Come riesce a superare un’esperienza simile dopo essere tornato in un mondo in cui i capricci di persone eccentriche richiedono un viaggio in elicottero per raggiungere un negozio?
Ho visto e vissuto situazioni da molte prospettive diverse e la cosa più importante per me è raggiungere un equilibrio. So a cosa vado incontro e cerco di essere il più preparato possibile prima di saltare da un estremo all’altro. Quel pizzico di pepe in più nella mia vita! Come tutti gli chef, ero incline alla collera. Si tratta di un condizionamento. Urliamo alla gente perché pensiamo di doverlo fare. Ora sono molto più rilassato. E per quanto lontano si spingano i capricci eccentrici, è più probabile che siano i membri annoiati dell’equipaggio a bussare alla mia porta per chiedere un condimento per insalata diverso piuttosto che le celebrità.
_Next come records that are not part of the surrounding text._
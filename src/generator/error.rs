//! Generator error types

use std::time::Duration;
use thiserror::Error;

/// Errors from the external text-generation service
#[derive(Debug, Error)]
pub enum GeneratorError {
    #[error("API error {status}: {message}")]
    ApiError { status: u16, message: String },

    #[error("Network error: {0}")]
    Network(#[from] reqwest::Error),

    #[error("Timeout after {0:?}")]
    Timeout(Duration),

    #[error("Invalid response: {0}")]
    InvalidResponse(String),

    #[error("JSON serialization error: {0}")]
    Json(#[from] serde_json::Error),
}

impl GeneratorError {
    /// Check if this error is transient enough to retry at the HTTP layer
    pub fn is_retryable(&self) -> bool {
        match self {
            GeneratorError::ApiError { status, .. } => *status >= 500 || *status == 429,
            GeneratorError::Network(_) => true,
            GeneratorError::Timeout(_) => true,
            GeneratorError::InvalidResponse(_) => false,
            GeneratorError::Json(_) => false,
        }
    }
}
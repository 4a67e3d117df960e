//! Injectable clock
//!
//! All date/time reads in the engine go through this trait so tests can
//! advance a fake clock instead of waiting on wall-clock time. Sweep times
//! are interpreted in server-local time.

use std::sync::Mutex;

use chrono::{Local, NaiveDate, NaiveDateTime};

/// Source of "now" for the engine and scheduler
pub trait Clock: Send + Sync {
    /// Current local date and time
    fn now(&self) -> NaiveDateTime;

    /// Current calendar date
    fn today(&self) -> NaiveDate {
        self.now().date()
    }
}

/// Wall-clock time in the server's local timezone
pub struct SystemClock;

impl Clock for SystemClock {
    fn now(&self) -> NaiveDateTime {
        Local::now().naive_local()
    }
}

/// Settable clock for deterministic tests
pub struct FixedClock {
    now: Mutex<NaiveDateTime>,
}

impl FixedClock {
    pub fn new(now: NaiveDateTime) -> Self {
        Self { now: Mutex::new(now) }
    }

    /// Move the clock to a new instant
    pub fn set(&self, now: NaiveDateTime) {
        *self.now.lock().expect("clock mutex poisoned") = now;
    }
}

impl Clock for FixedClock {
    fn now(&self) -> NaiveDateTime {
        *self.now.lock().expect("clock mutex poisoned")
    }
}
Breve recensione del libro “Staats’ Geheimnisse”: Soffiare sul fuoco dei pettegolezzi

Volare a Londra con un jet privato solo per comprare la salsa di soia perfetta? Far bollire un uovo esattamente per 4 minuti e 23 secondi, come richiesto per colazione dal figlio settenne di un oligarca? I grandi chef che lavorano su yacht di lusso devono far fronte alle richieste più strane e sorprendenti. Stephan Staats, tedesco di Solingen, ha scritto un libro sulle manie culinarie dei super ricchi, sebbene questo non faccia di lui un delatore. Quella di Staats è una raccolta di aneddoti ricchi di curiosità, anche se, com’è giusto che sia, mancano i nomi. In fin dei conti, il suo lavoro richiede discrezione totale. Al contrario, quando si parla dei suoi piatti fortunatamente il grande chef non si risparmia, proponendo ai suoi lettori ricette di facile esecuzione, provenienti dai paesi del Mediterraneo.

“Staats’ Geheimnisse – Mediterrane Rezepte und Storys von den Jachten der Superreichen” è edito da Becker Joest Volk Verlag, 34 euro.